Erstellt am 24. April 2012, 13:25

Österreichs Arbeitgeber zahlten 29,20 Euro/Stunde. Österreich liegt bei den Arbeits- und Lohnnebenkosten unter den 27 Ländern der EU jeweils auf Rang 9.

Österreich liegt bei den Arbeits- und Lohnnebenkosten unter den 27 Ländern der EU jeweils auf Rang 9. Die heimischen Arbeitgeber in der Privatwirtschaft zahlten 2011 für eine geleistete Arbeitsstunde durchschnittlich 29,20 Euro je Stunde. Österreichische Arbeitgeber zahlten somit um 28 Prozent mehr als im EU-Schnitt (22,80 Euro) und 5,4 Prozent mehr als im Eurozonen-Schnitt (27,70 Euro).
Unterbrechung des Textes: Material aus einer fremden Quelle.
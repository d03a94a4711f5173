//! Model collaborators
//!
//! This module defines what the plotting core needs from the outside world:
//! a solved analytic-element [`Model`], the [`Element`]s and
//! [`Inhomogeneity`]s that draw themselves, and a [`Tracer`] that integrates
//! single pathlines.
//!
//! # Core Concepts
//!
//! - **AquiferData**: the layer stack (`ltype`, `z`) with per-layer parameters
//! - **ModelType / ModelVariant**: discriminators chosen when the model is
//!   built, read by the renderers instead of inspecting concrete model types
//! - **Pathline / TraceResult**: immutable tracer output
//!
//! # Implementing a Model
//!
//! ```rust,ignore
//! use aquiplot::model::{AquiferData, Element, Model, ModelType, ModelVariant};
//!
//! struct Uniform { aq: AquiferData }
//!
//! impl Model for Uniform {
//!     fn name(&self) -> &str { "Uniform" }
//!     fn model_type(&self) -> ModelType { ModelType::Steady }
//!     fn variant(&self) -> ModelVariant { ModelVariant::MultiLayer }
//!     fn aq(&self) -> &AquiferData { &self.aq }
//!     fn elements(&self) -> Vec<&dyn Element> { Vec::new() }
//!     // headgrid, headalongline, disvec ...
//! }
//! ```

pub mod data;
pub mod traits;

pub use data::{
    AquiferData, LayerType, ModelType, ModelVariant, PathSample, Pathline, TraceRecord, TraceResult,
};
pub use traits::{Element, InhomPlotRequest, Inhoms, Inhomogeneity, Model, TraceControls, Tracer};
Das geht aus einer Statistik des deutschen Statistischen Bundesamts hervor. Das heimische Arbeitskostenniveau lag damit deutlich unter jenem von Belgien (39,30 Euro), Schweden (39,10 Euro) oder auch Deutschland (30,10 Euro). Arbeitgeber im vom Bankrott bedrohten Griechenland zahlten vergleichsweise für eine Arbeitsstunde geschätzte 16,40 Euro.
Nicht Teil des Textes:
//! Pipeline configuration.
//!
//! All paths are resolved once at startup into a [`PipelineConfig`], which is
//! then passed explicitly to every task. Sources, lowest precedence first:
//!
//! 1. Defaults derived from the working directory
//! 2. TOML config file (`--config trafic.toml`)
//! 3. Environment (`TRAFIC_*`, `.env` is loaded by the CLI)
//! 4. CLI flags
//!
//! ```toml
//! workdir = "/usr/local/airflow"
//! database = "db/datascience.db"
//! table = "trafic_record"
//! short_groups = "emit"
//! load_mode = "replace"
//! ```

use clap::ValueEnum;
use once_cell::sync::Lazy;
use regex::Regex;
use serde::{Deserialize, Serialize};
use std::path::{Path, PathBuf};

use crate::error::{ConfigError, ConfigResult};
use crate::load::LoadMode;
use crate::transform::ShortGroupPolicy;

/// Raw input, relative to the working directory.
pub const DEFAULT_RAW_INPUT: &str = "raw_data/trafic.csv";

/// Processed output, relative to the working directory.
pub const DEFAULT_PROCESSED_OUTPUT: &str = "processed_data/processed_data.csv";

/// SQLite database, relative to the working directory.
pub const DEFAULT_DATABASE: &str = "db/datascience.db";

/// Destination table.
pub const DEFAULT_TABLE: &str = "trafic_record";

static IDENTIFIER: Lazy<Regex> =
    Lazy::new(|| Regex::new(r"^[A-Za-z_][A-Za-z0-9_]*$").expect("valid identifier regex"));

/// Fully resolved configuration shared by both tasks.
#[derive(Debug, Clone, PartialEq, Serialize)]
pub struct PipelineConfig {
    pub workdir: PathBuf,
    pub raw_input: PathBuf,
    pub processed_output: PathBuf,
    pub database: PathBuf,
    pub table: String,
    pub short_groups: ShortGroupPolicy,
    pub load_mode: LoadMode,
}

/// Optional values, as read from a config file or given on the command line.
#[derive(Debug, Clone, Default, PartialEq, Deserialize)]
#[serde(deny_unknown_fields)]
pub struct ConfigOverrides {
    pub workdir: Option<PathBuf>,
    pub raw_input: Option<PathBuf>,
    pub processed_output: Option<PathBuf>,
    pub database: Option<PathBuf>,
    pub table: Option<String>,
    pub short_groups: Option<ShortGroupPolicy>,
    pub load_mode: Option<LoadMode>,
}

impl ConfigOverrides {
    /// Read overrides from a TOML file.
    pub fn from_file(path: &Path) -> ConfigResult<Self> {
        let content = std::fs::read_to_string(path)?;
        Ok(toml::from_str(&content)?)
    }

    /// Read overrides from `TRAFIC_*` variables through `lookup`.
    pub fn from_env<F>(lookup: F) -> ConfigResult<Self>
    where
        F: Fn(&str) -> Option<String>,
    {
        Ok(Self {
            workdir: lookup("TRAFIC_WORKDIR").map(PathBuf::from),
            raw_input: lookup("TRAFIC_RAW_INPUT").map(PathBuf::from),
            processed_output: lookup("TRAFIC_PROCESSED_OUTPUT").map(PathBuf::from),
            database: lookup("TRAFIC_DATABASE").map(PathBuf::from),
            table: lookup("TRAFIC_TABLE"),
            short_groups: lookup("TRAFIC_SHORT_GROUPS")
                .map(|v| parse_enum("TRAFIC_SHORT_GROUPS", &v))
                .transpose()?,
            load_mode: lookup("TRAFIC_LOAD_MODE")
                .map(|v| parse_enum("TRAFIC_LOAD_MODE", &v))
                .transpose()?,
        })
    }

    /// Layer `other` on top of `self`; values set in `other` win.
    pub fn merge(self, other: ConfigOverrides) -> ConfigOverrides {
        ConfigOverrides {
            workdir: other.workdir.or(self.workdir),
            raw_input: other.raw_input.or(self.raw_input),
            processed_output: other.processed_output.or(self.processed_output),
            database: other.database.or(self.database),
            table: other.table.or(self.table),
            short_groups: other.short_groups.or(self.short_groups),
            load_mode: other.load_mode.or(self.load_mode),
        }
    }
}

fn parse_enum<T: ValueEnum>(var: &str, value: &str) -> ConfigResult<T> {
    T::from_str(value.trim(), true).map_err(|message| ConfigError::InvalidEnv {
        var: var.to_string(),
        message,
    })
}

impl PipelineConfig {
    /// Default layout under `workdir`.
    pub fn from_workdir(workdir: impl Into<PathBuf>) -> Self {
        let workdir = workdir.into();
        Self {
            raw_input: workdir.join(DEFAULT_RAW_INPUT),
            processed_output: workdir.join(DEFAULT_PROCESSED_OUTPUT),
            database: workdir.join(DEFAULT_DATABASE),
            table: DEFAULT_TABLE.to_string(),
            short_groups: ShortGroupPolicy::default(),
            load_mode: LoadMode::Replace,
            workdir,
        }
    }

    /// Resolve from an optional config file, the process environment and CLI flags.
    pub fn resolve(config_file: Option<&Path>, cli: ConfigOverrides) -> ConfigResult<Self> {
        Self::resolve_with_env(config_file, |var| std::env::var(var).ok(), cli)
    }

    /// Same as [`PipelineConfig::resolve`] with an explicit environment lookup.
    pub fn resolve_with_env<F>(
        config_file: Option<&Path>,
        env: F,
        cli: ConfigOverrides,
    ) -> ConfigResult<Self>
    where
        F: Fn(&str) -> Option<String>,
    {
        let file = match config_file {
            Some(path) => ConfigOverrides::from_file(path)?,
            None => ConfigOverrides::default(),
        };
        let merged = file.merge(ConfigOverrides::from_env(env)?).merge(cli);

        let mut config =
            Self::from_workdir(merged.workdir.unwrap_or_else(|| PathBuf::from(".")));
        if let Some(p) = merged.raw_input {
            config.raw_input = config.workdir.join(p);
        }
        if let Some(p) = merged.processed_output {
            config.processed_output = config.workdir.join(p);
        }
        if let Some(p) = merged.database {
            config.database = config.workdir.join(p);
        }
        if let Some(table) = merged.table {
            config.table = table;
        }
        if let Some(policy) = merged.short_groups {
            config.short_groups = policy;
        }
        if let Some(mode) = merged.load_mode {
            config.load_mode = mode;
        }

        config.validate()?;
        Ok(config)
    }

    /// Check values that end up in SQL.
    pub fn validate(&self) -> ConfigResult<()> {
        if !IDENTIFIER.is_match(&self.table) {
            return Err(ConfigError::InvalidTable(self.table.clone()));
        }
        Ok(())
    }
}

#[cfg(test)]
mod tests {
    use super::*;
    use std::collections::HashMap;
    use std::io::Write;

    fn env_from(pairs: &[(&str, &str)]) -> impl Fn(&str) -> Option<String> {
        let map: HashMap<String, String> = pairs
            .iter()
            .map(|(k, v)| (k.to_string(), v.to_string()))
            .collect();
        move |var| map.get(var).cloned()
    }

    #[test]
    fn test_workdir_layout() {
        let config = PipelineConfig::from_workdir("/opt/airflow");
        assert_eq!(config.raw_input, PathBuf::from("/opt/airflow/raw_data/trafic.csv"));
        assert_eq!(
            config.processed_output,
            PathBuf::from("/opt/airflow/processed_data/processed_data.csv")
        );
        assert_eq!(config.database, PathBuf::from("/opt/airflow/db/datascience.db"));
        assert_eq!(config.table, "trafic_record");
        assert_eq!(config.load_mode, LoadMode::Replace);
        assert_eq!(config.short_groups, ShortGroupPolicy::Emit);
    }

    #[test]
    fn test_env_overrides_defaults() {
        let config = PipelineConfig::resolve_with_env(
            None,
            env_from(&[("TRAFIC_WORKDIR", "/data"), ("TRAFIC_DATABASE", "/var/lib/t.db")]),
            ConfigOverrides::default(),
        )
        .unwrap();

        assert_eq!(config.raw_input, PathBuf::from("/data/raw_data/trafic.csv"));
        assert_eq!(config.database, PathBuf::from("/var/lib/t.db"));
    }

    #[test]
    fn test_cli_wins_over_env() {
        let cli = ConfigOverrides {
            workdir: Some(PathBuf::from("/cli")),
            short_groups: Some(ShortGroupPolicy::Reject),
            ..Default::default()
        };
        let config = PipelineConfig::resolve_with_env(
            None,
            env_from(&[("TRAFIC_WORKDIR", "/env"), ("TRAFIC_SHORT_GROUPS", "skip")]),
            cli,
        )
        .unwrap();

        assert_eq!(config.workdir, PathBuf::from("/cli"));
        assert_eq!(config.short_groups, ShortGroupPolicy::Reject);
    }

    #[test]
    fn test_config_file() {
        let mut file = tempfile::NamedTempFile::new().unwrap();
        writeln!(file, "workdir = \"/srv\"\ntable = \"records\"\nload_mode = \"append\"").unwrap();

        let config = PipelineConfig::resolve_with_env(
            Some(file.path()),
            env_from(&[]),
            ConfigOverrides::default(),
        )
        .unwrap();

        assert_eq!(config.workdir, PathBuf::from("/srv"));
        assert_eq!(config.table, "records");
        assert_eq!(config.load_mode, LoadMode::Append);
    }

    #[test]
    fn test_unknown_config_key_rejected() {
        let mut file = tempfile::NamedTempFile::new().unwrap();
        writeln!(file, "databse = \"typo.db\"").unwrap();

        let result = PipelineConfig::resolve_with_env(
            Some(file.path()),
            env_from(&[]),
            ConfigOverrides::default(),
        );
        assert!(matches!(result, Err(ConfigError::TomlError(_))));
    }

    #[test]
    fn test_invalid_env_enum() {
        let result = PipelineConfig::resolve_with_env(
            None,
            env_from(&[("TRAFIC_LOAD_MODE", "upsert")]),
            ConfigOverrides::default(),
        );
        assert!(matches!(result, Err(ConfigError::InvalidEnv { .. })));
    }

    #[test]
    fn test_table_name_validated() {
        let cli = ConfigOverrides {
            table: Some("x; DROP TABLE y".to_string()),
            ..Default::default()
        };
        let result = PipelineConfig::resolve_with_env(None, env_from(&[]), cli);
        assert!(matches!(result, Err(ConfigError::InvalidTable(_))));
    }
}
Die Bandbreite der Arbeitskosten innerhalb der EU ist enorm: Im Land mit den geringsten Arbeitskosten, in Bulgarien, lagen sie bei 3,50 Euro je Stunde, das sind um 90 Prozent weniger als beim Rangersten Belgien. Auch in Rumänien, Litauen, Lettland, Polen, Ungarn, Estland oder der Slowakei lagen sie unter 10 Euro.

Im Verarbeitenden Gewerbe, das laut Statistikamt besonders im internationalen Wettbewerb steht, kostete eine Arbeitsstunde in Österreich 31 Euro, was Rang 8 bedeutete. Eine Stunde in der heimischen Industrie war somit um 34 Prozent teurer als im EU-Schnitt (23,20 Euro) und um 6 Prozent teurer als im Schnitt der Euroländern, aber um 10 Prozent günstiger als in Deutschland. Am billigsten war auch hier Bulgarien mit 2,80 Euro/Stunde.

Bei den Lohnnebenkosten lag Österreich mit 37 Euro je 100 Euro Bruttoverdienst ebenfalls auf Platz 9 und damit deutlich über dem EU-Schnitt von 32 Euro bzw. dem Eurozonenschnitt von 36 Euro. Spitzenreiter ist hier Schweden mit 52 Euro. Am geringsten sind sie in Malta, wo auf 100 Euro nur 10 Euro Nebenkosten anfallen.